Introduction Relapsing polychondritis (RP) is a poorly understood rare condition in which recurrent bouts of inflammation affect the cartilage of the ears, nose, larynx and tracheobronchial tree. Prospective research is extremely limited and true prevalence data unknown. There are no identified optimal diagnostic pathways and treatment is not standardised. Seeking patient experience and opinion is invaluable to support and inform clinical and research strategies. We report the first known public involvement data relating to living with RP.

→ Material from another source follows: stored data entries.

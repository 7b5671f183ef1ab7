//! Integration tests for arcfetch-core.
//!
//! These tests drive the full download, dispatch and extraction pipeline
//! against an in-memory transport with real filesystem operations.

#![allow(clippy::unwrap_used, clippy::expect_used)]

use arcfetch_core::Downloader;
use arcfetch_core::FetchConfig;
use arcfetch_core::FetchError;
use arcfetch_core::NoopProgress;
use arcfetch_core::formats::ArchiveFormat;
use arcfetch_core::test_utils::CancellingProgress;
use arcfetch_core::test_utils::RecordingProgress;
use arcfetch_core::test_utils::StaticTransport;
use arcfetch_core::test_utils::TarTestBuilder;
use arcfetch_core::test_utils::ZipTestBuilder;
use arcfetch_core::test_utils::create_test_tar_gz;
use arcfetch_core::test_utils::create_test_zip;
use arcfetch_core::test_utils::gzip;
use std::fs;
use std::path::Path;
use std::path::PathBuf;
use tempfile::TempDir;
use tokio_util::sync::CancellationToken;
use walkdir::WalkDir;

const URL: &str = "http://archive.test/dataset";

/// Working area: `tmp/` receives temporary archives, `data/` is the output.
struct Workspace {
    temp: TempDir,
}

impl Workspace {
    fn new() -> Self {
        let temp = TempDir::new().expect("failed to create temp dir");
        fs::create_dir(temp.path().join("tmp")).unwrap();
        Self { temp }
    }

    fn tmp(&self) -> PathBuf {
        self.temp.path().join("tmp")
    }

    fn output(&self) -> PathBuf {
        self.temp.path().join("data")
    }

    fn downloader(&self, transport: StaticTransport) -> Downloader<StaticTransport> {
        let config = FetchConfig::default()
            .with_chunk_size(1024)
            .with_temp_dir(Some(self.tmp()));
        Downloader::with_transport(transport, config)
    }

    /// Every file below the workspace, relative to it.
    fn files(&self) -> Vec<PathBuf> {
        let mut files: Vec<PathBuf> = WalkDir::new(self.temp.path())
            .into_iter()
            .map(|e| e.unwrap())
            .filter(|e| !e.file_type().is_dir())
            .map(|e| e.path().strip_prefix(self.temp.path()).unwrap().to_path_buf())
            .collect();
        files.sort();
        files
    }

    fn temporaries(&self) -> Vec<PathBuf> {
        fs::read_dir(self.tmp())
            .unwrap()
            .map(|e| e.unwrap().path())
            .collect()
    }
}

#[test]
fn test_tar_gz_end_to_end() {
    let ws = Workspace::new();
    let body = create_test_tar_gz(vec![
        ("a.txt", b"alpha".as_slice()),
        ("sub/b.txt", b"beta".as_slice()),
        ("sub/deeper/c.txt", b"gamma".as_slice()),
    ]);

    let report = ws
        .downloader(StaticTransport::ok("application/x-gzip", body))
        .download(URL, &ws.output(), &mut NoopProgress)
        .unwrap();

    assert_eq!(report.format, ArchiveFormat::TarGz);
    assert_eq!(report.extraction.files_extracted, 3);
    assert_eq!(
        ws.files(),
        vec![
            PathBuf::from("data/a.txt"),
            PathBuf::from("data/sub/b.txt"),
            PathBuf::from("data/sub/deeper/c.txt"),
        ]
    );
    assert_eq!(fs::read(ws.output().join("sub/deeper/c.txt")).unwrap(), b"gamma");
}

#[test]
fn test_zip_end_to_end() {
    let ws = Workspace::new();
    let body = ZipTestBuilder::new()
        .add_directory("empty/")
        .add_file("a.txt", b"alpha")
        .add_file("sub/b.txt", b"beta")
        .build();

    let report = ws
        .downloader(StaticTransport::ok("application/zip", body))
        .download(URL, &ws.output(), &mut NoopProgress)
        .unwrap();

    assert_eq!(report.format, ArchiveFormat::Zip);
    assert_eq!(report.extraction.files_extracted, 2);
    assert_eq!(report.extraction.directories_created, 1);
    assert!(ws.output().join("empty").is_dir());
    assert_eq!(fs::read(ws.output().join("sub/b.txt")).unwrap(), b"beta");
}

#[test]
fn test_content_type_parameters_and_case() {
    let ws = Workspace::new();
    let body = create_test_zip(vec![("a.txt", b"alpha".as_slice())]);

    ws.downloader(StaticTransport::ok("Application/ZIP; name=\"a.zip\"", body))
        .download(URL, &ws.output(), &mut NoopProgress)
        .unwrap();

    assert!(ws.output().join("a.txt").is_file());
}

#[test]
fn test_existing_output_directory_is_reused() {
    let ws = Workspace::new();
    fs::create_dir_all(ws.output()).unwrap();
    fs::write(ws.output().join("keep.txt"), b"keep").unwrap();
    let body = create_test_zip(vec![("a.txt", b"alpha".as_slice())]);

    ws.downloader(StaticTransport::ok("application/zip", body))
        .download(URL, &ws.output(), &mut NoopProgress)
        .unwrap();

    assert_eq!(fs::read(ws.output().join("keep.txt")).unwrap(), b"keep");
    assert!(ws.output().join("a.txt").is_file());
}

#[test]
fn test_tar_traversal_leaves_nothing_behind() {
    let ws = Workspace::new();
    let body = gzip(
        &TarTestBuilder::new()
            .add_file("a.txt", b"alpha")
            .add_file("sub/b.txt", b"beta")
            .add_raw_file("../../etc/passthrough", b"evil")
            .build(),
    );

    let result = ws
        .downloader(StaticTransport::ok("application/x-gzip", body))
        .download(URL, &ws.output(), &mut NoopProgress);

    let err = result.unwrap_err();
    assert!(err.is_security_violation());
    assert_eq!(err.entry(), Some(Path::new("../../etc/passthrough")));
    assert!(ws.files().is_empty(), "unexpected files: {:?}", ws.files());
    assert!(!ws.temp.path().join("etc").exists());
}

#[test]
fn test_zip_traversal_leaves_nothing_behind() {
    let ws = Workspace::new();
    let body = ZipTestBuilder::new()
        .add_file("a.txt", b"alpha")
        .add_file("sub/../../../escape.txt", b"evil")
        .build();

    let result = ws
        .downloader(StaticTransport::ok("application/zip", body))
        .download(URL, &ws.output(), &mut NoopProgress);

    assert!(matches!(result, Err(FetchError::PathTraversal { .. })));
    assert!(ws.files().is_empty(), "unexpected files: {:?}", ws.files());
}

#[test]
fn test_sibling_prefix_directory_not_reachable() {
    let ws = Workspace::new();
    let body = gzip(
        &TarTestBuilder::new()
            .add_raw_file("../data-other/evil", b"evil")
            .build(),
    );

    let result = ws
        .downloader(StaticTransport::ok("application/x-gzip", body))
        .download(URL, &ws.output(), &mut NoopProgress);

    assert!(matches!(result, Err(FetchError::PathTraversal { .. })));
    assert!(!ws.temp.path().join("data-other").exists());
}

#[test]
fn test_transfer_errors_create_nothing() {
    for status in [404_u16, 500] {
        let ws = Workspace::new();
        let body = create_test_zip(vec![("a.txt", b"alpha".as_slice())]);

        let result = ws
            .downloader(StaticTransport::ok("application/zip", body).with_status(status))
            .download(URL, &ws.output(), &mut NoopProgress);

        assert!(matches!(result, Err(FetchError::Transfer { .. })));
        assert!(ws.temporaries().is_empty());
        assert!(!ws.output().exists());
    }
}

#[test]
fn test_unsupported_format_creates_nothing() {
    let ws = Workspace::new();

    let result = ws
        .downloader(StaticTransport::ok("application/octet-stream", vec![0u8; 64]))
        .download(URL, &ws.output(), &mut NoopProgress);

    let err = result.unwrap_err();
    assert!(matches!(
        err,
        FetchError::UnsupportedFormat { content_type: Some(ref ct) } if ct == "application/octet-stream"
    ));
    assert!(ws.temporaries().is_empty());
    assert!(!ws.output().exists());
}

#[test]
fn test_no_temporaries_after_success_or_failure() {
    let ws = Workspace::new();
    let good = create_test_tar_gz(vec![("a.txt", b"alpha".as_slice())]);
    let corrupt = b"\x1f\x8b garbage that is not deflate".to_vec();

    ws.downloader(StaticTransport::ok("application/x-gzip", good))
        .download(URL, &ws.output(), &mut NoopProgress)
        .unwrap();
    assert!(ws.temporaries().is_empty());

    let result = ws
        .downloader(StaticTransport::ok("application/x-gzip", corrupt))
        .download(URL, &ws.temp.path().join("other"), &mut NoopProgress);
    assert!(result.is_err());
    assert!(ws.temporaries().is_empty());
}

#[test]
fn test_truncated_transfer_is_network_error() {
    let ws = Workspace::new();
    let body = create_test_zip(vec![("a.txt", vec![b'x'; 10_000].as_slice())]);

    let result = ws
        .downloader(StaticTransport::ok("application/zip", body).truncated_after(3000))
        .download(URL, &ws.output(), &mut NoopProgress);

    assert!(matches!(result, Err(FetchError::Network { .. })));
    assert!(ws.temporaries().is_empty());
    assert!(!ws.output().exists());
}

#[test]
fn test_missing_content_length_degrades_progress_only() {
    let ws = Workspace::new();
    let payload = vec![b'z'; 5000];
    let body = create_test_zip(vec![("big.bin", payload.as_slice())]);

    let mut progress = RecordingProgress::default();
    let report = ws
        .downloader(StaticTransport::ok("application/zip", body.clone()).without_content_length())
        .download(URL, &ws.output(), &mut progress)
        .unwrap();

    assert_eq!(report.bytes_downloaded, body.len() as u64);
    assert_eq!(fs::read(ws.output().join("big.bin")).unwrap(), payload);
    assert_eq!(progress.transfer_started, Some(None));
    assert!(progress.chunks.len() > 1);
    for snapshot in &progress.chunks {
        assert_eq!(snapshot.total_bytes, None);
        assert!(snapshot.to_string().contains("/ unknown"));
        assert!(snapshot.to_string().ends_with("remaining unknown"));
    }
}

#[test]
fn test_wrong_content_length_does_not_change_output() {
    let ws = Workspace::new();
    let body = create_test_zip(vec![("a.txt", b"alpha".as_slice())]);
    let len = body.len() as u64;

    let report = ws
        .downloader(StaticTransport::ok("application/zip", body).with_content_length(Some(len / 2)))
        .download(URL, &ws.output(), &mut NoopProgress)
        .unwrap();

    assert_eq!(report.bytes_downloaded, len);
    assert_eq!(report.content_length, Some(len / 2));
    assert_eq!(fs::read(ws.output().join("a.txt")).unwrap(), b"alpha");
}

#[test]
fn test_progress_is_monotonic() {
    let ws = Workspace::new();
    let body = create_test_zip(vec![("big.bin", vec![7u8; 20_000].as_slice())]);
    let len = body.len() as u64;

    let mut progress = RecordingProgress::default();
    ws.downloader(StaticTransport::ok("application/zip", body))
        .download(URL, &ws.output(), &mut progress)
        .unwrap();

    assert_eq!(progress.transfer_started, Some(Some(len)));
    let counts: Vec<u64> = progress.chunks.iter().map(|p| p.bytes_transferred).collect();
    assert!(counts.windows(2).all(|w| w[0] < w[1]));
    assert!(progress.chunks.windows(2).all(|w| w[0].elapsed <= w[1].elapsed));
    assert_eq!(counts.last().copied(), Some(len));
    assert_eq!(progress.entries, vec![PathBuf::from("big.bin")]);
    assert!(progress.completed);
}

#[test]
fn test_cancel_during_transfer() {
    let ws = Workspace::new();
    let body = create_test_zip(vec![("big.bin", vec![1u8; 50_000].as_slice())]);
    let token = CancellationToken::new();
    let mut progress = CancellingProgress::new(token.clone(), 3);

    let result = ws
        .downloader(StaticTransport::ok("application/zip", body))
        .with_cancel_token(token)
        .download(URL, &ws.output(), &mut progress);

    assert!(matches!(result, Err(FetchError::Cancelled)));
    assert_eq!(progress.chunks_seen(), 3);
    assert!(ws.temporaries().is_empty());
    assert!(!ws.output().exists());
}

#[test]
fn test_links_in_tarball_are_not_created() {
    let ws = Workspace::new();
    let body = gzip(
        &TarTestBuilder::new()
            .add_file("real.txt", b"real")
            .add_symlink("escape", "../../../../etc")
            .add_hardlink("hard", "real.txt")
            .add_fifo("pipe")
            .build(),
    );

    let report = ws
        .downloader(StaticTransport::ok("application/x-gzip", body))
        .download(URL, &ws.output(), &mut NoopProgress)
        .unwrap();

    assert_eq!(report.extraction.files_extracted, 1);
    assert_eq!(report.extraction.entries_skipped, 3);
    assert_eq!(ws.files(), vec![PathBuf::from("data/real.txt")]);
}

Method The RP patient support group hosted a patient engagement event to provide a reciprocal education environment for healthcare professionals, sufferers and their carers. A one-hour patient and carer focus group, aiming to identify key issues relating to living with RP, was facilitated by members of the Large Airway Collapse with Symptoms (LACS) national network.
The facilitators were experienced in running focus groups and had clinical awareness of RP to support discussion when needed. The semi-structured session explored: symptoms; effect on everyday life (emotional, physical, impact on others); diagnosis(time span, professionals involved, ongoing monitoring); healthcare professional support. The session concluded with a priority exercise where participants received four ‘resource’ coins to distribute as they wished to themed issues (as defined collectively by the group).
Results Twenty-two participated; 13 RP suffers and 9 carers. The group fully engaged and there were no conflicts, despite differing opinions. Despite some valued on-line peer support groups general consensus was provision is limited for those living with RP; the majority had never met another RP sufferer/carer until the session.
Group defined themed issues for RP suffers included: lack of understanding; loss of identity; breathlessness; pain; fatigue; impact on relationships; memory impedance. Carer themed issues were similar: pain; lack of appropriate support; restrictions on planning ahead; impact on social life. The allocation of resource across the groups differed in priority (Table 1).
Conclusion Common issues effect both RP suffers and their carers but there are variations in the hierarchy of burden. We acknowledge this is a preliminary engagement exercise. However, the key issues identified should form the foundation for further research focus groups to guide appropriate patient-centred care for RP.